Heureusement j'ai mon chien, heureusement j'ai mes bouquins et mes dessins. Et quand je serai grande, j'irai trouver d'autres personnes comme moi et je prendrais des hormones et je pourrais enfin vivre comme une femme aux yeux de tous et être aimée, comprise, avoir des amis...

Il me restait combien de temps à attendre, j'étais maintenant en 3ème alors, entre 4 et 6 ans ? Ca me semblait terriblement long, mais je savais que par rapport à tout le reste de ma vie ce n'est rien.

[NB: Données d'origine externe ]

//! Lua host: host functions, required modules and async script runs
//! on fresh interpreter states.

pub mod builtins;
pub mod config;
pub mod context;
pub mod error;
pub mod host;
pub mod loader;
pub mod log;
pub mod registry;
pub mod runner;
pub mod task;

pub use builtins::{join_args, WaitUnit};
pub use config::{default_config_path, HostConfig};
pub use context::ExecutionContext;
pub use error::{ArgShape, HostError, Result};
pub use host::ScriptHost;
pub use loader::{FsModuleLoader, MemoryModuleLoader, ModuleLoader, ModuleSource};
pub use log::{LogLevel, LogSink, MemorySink, TracingSink};
pub use registry::{FunctionRegistry, HostFunction, ModuleRequirements};
pub use runner::{pre_hook, PreHook, ScriptAsset, ScriptSource};
pub use task::DetachedTask;

// Re-exported so embedders use the same interpreter and signal types.
pub use mlua;
pub use tokio_util::sync::CancellationToken;
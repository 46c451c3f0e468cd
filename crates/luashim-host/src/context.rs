use std::future::Future;

use mlua::{FromLua, Function, IntoLua, Lua, MultiValue, Table};
use tokio_util::sync::CancellationToken;

use crate::error::{HostError, Result};
use crate::task::{self, DetachedTask};

/// One isolated interpreter state, built fresh for a single script run.
///
/// Cloning is cheap and shares the same state.
#[derive(Clone)]
pub struct ExecutionContext {
    lua: Lua,
    cancel: CancellationToken,
    detached: CancellationToken,
}

impl ExecutionContext {
    pub(crate) fn new(lua: Lua, cancel: CancellationToken, detached: CancellationToken) -> Self {
        Self {
            lua,
            cancel,
            detached,
        }
    }

    pub fn lua(&self) -> &Lua {
        &self.lua
    }

    pub fn globals(&self) -> Table {
        self.lua.globals()
    }

    pub fn set_global(&self, name: &str, value: impl IntoLua) -> Result<()> {
        self.lua.globals().set(name, value)?;
        Ok(())
    }

    pub fn get_global<V: FromLua>(&self, name: &str) -> Result<V> {
        Ok(self.lua.globals().get(name)?)
    }

    /// The run's cancellation signal.
    pub fn cancellation(&self) -> &CancellationToken {
        &self.cancel
    }

    /// `require(module)`, abandoned if the run is cancelled first.
    pub async fn require(&self, module: &str) -> Result<()> {
        let require: Function = self.lua.globals().get("require")?;
        let loading = async {
            require
                .call_async(module)
                .await
                .map(|_: MultiValue| ())
                .map_err(|source| HostError::ModuleLoad {
                    module: module.to_string(),
                    source,
                })
        };
        cancellable(&self.cancel, loading).await
    }

    /// Runs `text` to completion, or until the run is cancelled.
    pub async fn exec(&self, chunk_name: &str, text: &str) -> Result<()> {
        let chunk = self.lua.load(text).set_name(chunk_name);
        cancellable(&self.cancel, async { chunk.exec_async().await.map_err(HostError::from) }).await
    }

    /// Starts `function` on a fresh interpreter thread, detached from this run.
    ///
    /// Cancelling the run does not stop it; only host shutdown does.
    pub fn spawn_detached(&self, function: Function) -> Result<DetachedTask> {
        task::spawn(&self.lua, function, self.detached.clone())
    }
}

impl std::fmt::Debug for ExecutionContext {
    fn fmt(&self, f: &mut std::fmt::Formatter<'_>) -> std::fmt::Result {
        f.debug_struct("ExecutionContext")
            .field("cancelled", &self.cancel.is_cancelled())
            .finish_non_exhaustive()
    }
}

/// Races `fut` against `cancel`, preferring cancellation when both are ready.
pub(crate) async fn cancellable<T>(
    cancel: &CancellationToken,
    fut: impl Future<Output = Result<T>>,
) -> Result<T> {
    if cancel.is_cancelled() {
        return Err(HostError::Cancelled);
    }
    tokio::select! {
        biased;
        _ = cancel.cancelled() => Err(HostError::Cancelled),
        result = fut => result,
    }
}
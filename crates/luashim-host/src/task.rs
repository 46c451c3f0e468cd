use mlua::{Function, Lua};
use tokio::runtime::Handle;
use tokio::task::JoinHandle;
use tokio_util::sync::CancellationToken;

use crate::error::{HostError, Result};

/// Handle to a script function running detached from the run that spawned it.
///
/// Dropping the handle leaves the task running.
#[derive(Debug)]
pub struct DetachedTask {
    join: JoinHandle<Result<()>>,
}

impl DetachedTask {
    pub fn is_finished(&self) -> bool {
        self.join.is_finished()
    }

    pub fn abort(&self) {
        self.join.abort();
    }

    /// Waits for the task and reports how it ended.
    pub async fn join(self) -> Result<()> {
        match self.join.await {
            Ok(result) => result,
            Err(err) if err.is_cancelled() => Err(HostError::Cancelled),
            Err(err) => Err(HostError::Join(err.to_string())),
        }
    }
}

/// Runs `function` on its own interpreter thread on the current tokio runtime.
///
/// The task stops early only when `shutdown` fires; failures are returned
/// through the handle and otherwise go nowhere.
pub(crate) fn spawn(lua: &Lua, function: Function, shutdown: CancellationToken) -> Result<DetachedTask> {
    let handle = Handle::try_current().map_err(|e| HostError::Runtime(e.to_string()))?;
    // Values only hold a weak reference to their state.
    let lua = lua.clone();
    let join = handle.spawn(async move {
        let result: Result<()> = tokio::select! {
            biased;
            _ = shutdown.cancelled() => Err(HostError::Cancelled),
            r = function.call_async(()) => r.map_err(HostError::from),
        };
        if let Err(err) = &result {
            tracing::debug!(error = %err, "detached script task ended with an error");
        }
        drop(lua);
        result
    });
    Ok(DetachedTask { join })
}
use std::path::PathBuf;

use thiserror::Error;

/// Everything that can go wrong while configuring the host or running a script.
#[derive(Debug, Error)]
pub enum HostError {
    #[error(transparent)]
    Lua(#[from] mlua::Error),

    #[error("script run cancelled")]
    Cancelled,

    #[error("{0} is already registered")]
    AlreadyRegistered(String),

    /// Built-ins report this as a warning and return nothing.
    #[error("{function} expects {expected}, got {got}")]
    ArgumentShape {
        function: &'static str,
        expected: ArgShape,
        got: usize,
    },

    #[error("{function}: {message}")]
    InvalidArgument {
        function: &'static str,
        message: String,
    },

    #[error("failed to require module '{module}'")]
    ModuleLoad {
        module: String,
        #[source]
        source: mlua::Error,
    },

    #[error("reading {path:?}")]
    Io {
        path: PathBuf,
        #[source]
        source: std::io::Error,
    },

    #[error("invalid config: {0}")]
    Config(String),

    #[error("no async runtime available: {0}")]
    Runtime(String),

    #[error("detached task failed to join: {0}")]
    Join(String),
}

pub type Result<T> = std::result::Result<T, HostError>;

impl HostError {
    /// Wraps the error so it can be raised inside a running script.
    pub fn into_lua(self) -> mlua::Error {
        match self {
            HostError::Lua(err) => err,
            other => mlua::Error::external(other),
        }
    }
}

/// Accepted argument counts for a host function, checked before dispatch.
#[derive(Debug, Clone, Copy, PartialEq, Eq)]
pub enum ArgShape {
    Any,
    Exactly(usize),
    AtLeast(usize),
}

impl ArgShape {
    pub fn accepts(&self, count: usize) -> bool {
        match *self {
            ArgShape::Any => true,
            ArgShape::Exactly(n) => count == n,
            ArgShape::AtLeast(n) => count >= n,
        }
    }

    pub fn check(&self, function: &'static str, count: usize) -> Result<()> {
        if self.accepts(count) {
            Ok(())
        } else {
            Err(HostError::ArgumentShape {
                function,
                expected: *self,
                got: count,
            })
        }
    }
}

impl std::fmt::Display for ArgShape {
    fn fmt(&self, f: &mut std::fmt::Formatter<'_>) -> std::fmt::Result {
        let plural = |n: usize| if n == 1 { "" } else { "s" };
        match *self {
            ArgShape::Any => write!(f, "any number of arguments"),
            ArgShape::Exactly(n) => write!(f, "exactly {n} argument{}", plural(n)),
            ArgShape::AtLeast(n) => write!(f, "at least {n} argument{}", plural(n)),
        }
    }
}
//! Wire a scripted actor and mount through the bearing helpers.
//!
//! Usage:
//!   cargo run -p trig2d --example ahead
//!
//! Prints the point a few radii in front of the same actor on foot and
//! mounted, showing the mount's z-rotation taking over the heading.

use nalgebra::Vector3;
use trig2d::actor::{Actor, Mount};
use trig2d::bearing::point_in_front_of_actor;

struct Rider {
    position: Vector3<f64>,
    facing: f64,
    mount: Option<Saddle>,
}

struct Saddle {
    rotation_z: f64,
}

impl Mount for Saddle {
    fn rotation_z_deg(&self) -> f64 {
        self.rotation_z
    }
}

impl Actor for Rider {
    fn position(&self) -> Vector3<f64> {
        self.position
    }
    fn facing_deg(&self) -> f64 {
        self.facing
    }
    fn mount(&self) -> Option<&dyn Mount> {
        self.mount.as_ref().map(|m| m as &dyn Mount)
    }
}

fn main() {
    let mut rider = Rider {
        position: Vector3::new(1500.0, -320.0, 12.5),
        facing: 45.0,
        mount: None,
    };

    for radius in [2.0, 5.0, 10.0] {
        let (angle, p) = point_in_front_of_actor(&rider, radius);
        println!("on foot  r={radius:>4}  heading={angle:>5.1}  point=({:.2}, {:.2})", p.x, p.y);
    }

    rider.mount = Some(Saddle { rotation_z: 270.0 });
    for radius in [2.0, 5.0, 10.0] {
        let (angle, p) = point_in_front_of_actor(&rider, radius);
        println!("mounted  r={radius:>4}  heading={angle:>5.1}  point=({:.2}, {:.2})", p.x, p.y);
    }
}
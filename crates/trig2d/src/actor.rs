//! Read-only actor and mount views consumed by the bearing helpers.
//!
//! Purpose
//! - Decouple the geometry kernels from any particular entity store: the
//!   simulation hands us a view, we read position and orientation once per
//!   call and never write back.
//! - Resolve the effective heading: a mounted actor steers by its mount, so
//!   the mount's z-rotation overrides the actor's own facing angle.

use nalgebra::Vector3;

/// Read-only view of a simulated actor.
///
/// Angles are degrees at this boundary; radian conversion happens inside the
/// trigonometric kernels only.
pub trait Actor {
    /// World position. Only x and y feed the 2D helpers; z rides along for
    /// callers that need the full snapshot.
    fn position(&self) -> Vector3<f64>;

    /// Facing angle in degrees (heading convention, see `bearing`).
    fn facing_deg(&self) -> f64;

    /// Mount the actor is attached to, if any. `None` is the normal
    /// unmounted case, not a failure.
    fn mount(&self) -> Option<&dyn Mount>;
}

/// Read-only view of a vehicle-like mount.
pub trait Mount {
    /// Z-axis rotation in degrees.
    fn rotation_z_deg(&self) -> f64;
}

/// Effective heading in degrees: the mount's z-rotation when mounted, the
/// actor's own facing angle otherwise.
#[inline]
pub fn heading_deg<A: Actor + ?Sized>(actor: &A) -> f64 {
    match actor.mount() {
        Some(mount) => mount.rotation_z_deg(),
        None => actor.facing_deg(),
    }
}
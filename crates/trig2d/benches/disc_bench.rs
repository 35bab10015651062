//! Criterion benchmarks for the bearing and disc kernels.
//! Both are O(1); the sweep over draw granularities checks that the
//! integer-draw path does not dominate the trigonometry.

use criterion::{criterion_group, criterion_main, BenchmarkId, Criterion};
use nalgebra::Vector2;
use rand::{rngs::StdRng, SeedableRng};
use trig2d::bearing::point_in_front;
use trig2d::disc::{point_in_disc_with, DiscCfg};

fn bench_bearing(c: &mut Criterion) {
    let mut group = c.benchmark_group("bearing");
    group.bench_function("point_in_front", |b| {
        let position = Vector2::new(1500.0, -320.0);
        let mut angle = 0.0f64;
        b.iter(|| {
            angle = (angle + 7.3) % 360.0;
            point_in_front(position, angle, 30.0)
        })
    });
    group.finish();
}

fn bench_disc(c: &mut Criterion) {
    let mut group = c.benchmark_group("disc");
    for &steps in &[1_000u32, 1_000_000] {
        group.bench_with_input(BenchmarkId::new("point_in_disc", steps), &steps, |b, &steps| {
            let cfg = DiscCfg { steps };
            let center = Vector2::new(0.0, 0.0);
            let mut rng = StdRng::seed_from_u64(43);
            b.iter(|| point_in_disc_with(cfg, center, 25.0, &mut rng))
        });
    }
    group.finish();
}

criterion_group!(benches, bench_bearing, bench_disc);
criterion_main!(benches);
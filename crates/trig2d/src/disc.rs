//! Random points inside a disc (ordered two-draw sampler + replay tokens).
//!
//! Model
//! - Draw `alfa ≤ beta` from `{1/steps, …, 1}`, then place the point at
//!   angle `2π·alfa/beta` and distance `beta·radius` from the center. The
//!   resulting spread is deliberately not area-uniform; script logic is
//!   tuned around its center bias, so the formula is load-bearing and must
//!   not be replaced by a sqrt-scaled or rejection sampler.
//! - Draws come through `StepSource`, so callers plug any `rand::Rng` and
//!   tests substitute a fixed sequence.
//! - Determinism uses a replay token `(seed, index)` mixed into a single RNG.
//!
//! Code cross-refs: `StepSource`, `DiscCfg`, `ReplayToken`

use nalgebra::Vector2;
use rand::rngs::StdRng;
use rand::{Rng, SeedableRng};

/// Disc-sampler configuration.
#[derive(Clone, Copy, Debug)]
pub struct DiscCfg {
    /// Draw granularity: both factors come from `{1/steps, 2/steps, …, 1}`.
    /// Clamped to at least 1. The default keeps one million steps so the
    /// sampled distribution stays bit-compatible across releases.
    pub steps: u32,
}

impl Default for DiscCfg {
    fn default() -> Self {
        Self { steps: 1_000_000 }
    }
}

/// Uniform integer draws backing the disc sampler.
///
/// `next_step(steps)` returns an integer in `[1, steps]`, each value equally
/// likely. Every `rand::Rng` qualifies through the blanket impl; tests
/// implement the trait directly with a canned sequence.
pub trait StepSource {
    fn next_step(&mut self, steps: u32) -> u32;
}

impl<R: Rng> StepSource for R {
    #[inline]
    fn next_step(&mut self, steps: u32) -> u32 {
        self.gen_range(1..=steps)
    }
}

/// Exchange two scalars in place.
#[inline]
pub fn swap_f64(a: &mut f64, b: &mut f64) {
    std::mem::swap(a, b);
}

/// Replay token to make draws reproducible and indexable.
#[derive(Clone, Copy, Debug, PartialEq, Eq)]
pub struct ReplayToken {
    pub seed: u64,
    pub index: u64,
}

impl ReplayToken {
    #[inline]
    fn to_std_rng(self) -> StdRng {
        // SplitMix64-style mixing, cheap and stable.
        fn mix(mut x: u64) -> u64 {
            x ^= x >> 30;
            x = x.wrapping_mul(0xbf58476d1ce4e5b9);
            x ^= x >> 27;
            x = x.wrapping_mul(0x94d049bb133111eb);
            x ^ (x >> 31)
        }
        let k = mix(self.seed ^ mix(self.index.wrapping_add(0x9e3779b97f4a7c15)));
        StdRng::seed_from_u64(k)
    }
}

/// Random point inside the disc around `center`, drawing from `src`.
///
/// `beta` is always positive, so the angle ratio stays finite; `alfa == beta`
/// lands on `(center.x + beta·radius, center.y)`. Radius 0 returns the
/// center.
pub fn point_in_disc_with<S: StepSource + ?Sized>(
    cfg: DiscCfg,
    center: Vector2<f64>,
    radius: f64,
    src: &mut S,
) -> Vector2<f64> {
    let steps = cfg.steps.max(1);
    let mut alfa = f64::from(src.next_step(steps)) / f64::from(steps);
    let mut beta = f64::from(src.next_step(steps)) / f64::from(steps);
    if beta < alfa {
        swap_f64(&mut alfa, &mut beta);
    }
    let theta = 2.0 * std::f64::consts::PI * alfa / beta;
    Vector2::new(
        center.x + beta * radius * theta.cos(),
        center.y + beta * radius * theta.sin(),
    )
}

/// Random point inside the disc with the default granularity.
#[inline]
pub fn point_in_disc<R: Rng>(center: Vector2<f64>, radius: f64, rng: &mut R) -> Vector2<f64> {
    point_in_disc_with(DiscCfg::default(), center, radius, rng)
}

/// Component-wise variant of [`point_in_disc`] for callers that keep raw
/// coordinates instead of vectors.
#[inline]
pub fn point_in_disc_xy<R: Rng>(x: f64, y: f64, radius: f64, rng: &mut R) -> (f64, f64) {
    let p = point_in_disc(Vector2::new(x, y), radius, rng);
    (p.x, p.y)
}

/// Reproducible draw: the same token always yields the same point.
pub fn point_in_disc_replayed(
    cfg: DiscCfg,
    center: Vector2<f64>,
    radius: f64,
    tok: ReplayToken,
) -> Vector2<f64> {
    let mut rng = tok.to_std_rng();
    point_in_disc_with(cfg, center, radius, &mut rng)
}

Je repense à ce qu'a dit ma mère ce soir. J'appréhende tellement le moment où je devrais annoncer à mes parents que je suis une femme et que je vais porter des robes car j'aime ça, me maquiller si j'ai envie, me laisser pousser les cheveux et prendre des hormones. Et en même temps si je pouvais, je voudrais commencer ce soir même.

Je me met sous les couvertures et me réfugie dans mon imagination. Je repense à Neito, le joli garçon aux cheveux blond et aux yeux bleus qui m'a fait rire aujourd'hui et essaie d'imaginer ce qu'aurait pu être la journée si j'étais née fille. Si j'avais pu parler avec lui, qu'est ce que je lui aurait dit ?

***

Petit lexique car il me semble que c'est important pour tout comprendre :

Transgenre : une personne dont le genre qui lui a été assigné à la naissance ne correspond pas à son véritable genre

Cisgenre : une personne dont le genre qui lui a été assigné à la naissance correspond à son véritable genre.

Passing (de genre) : Dans le contexte du genre, le passing réfère à la capacité d'une personne à être considérée, en un seul coup d'œil, comme une personne cisgenre.

Attention : Le passing n'est pas un critère de transidentité. Les goûts et la personnalité d'une personne tout comme son envie de correspondre aux stéréotypes associés à un genre ne sont pas des critères pour définir une personne transgenre. Le seul critère valable étant : une personne est transgenre quand son véritable genre n'est pas conforme au genre qui lui a été assigné à la naissance (par la société).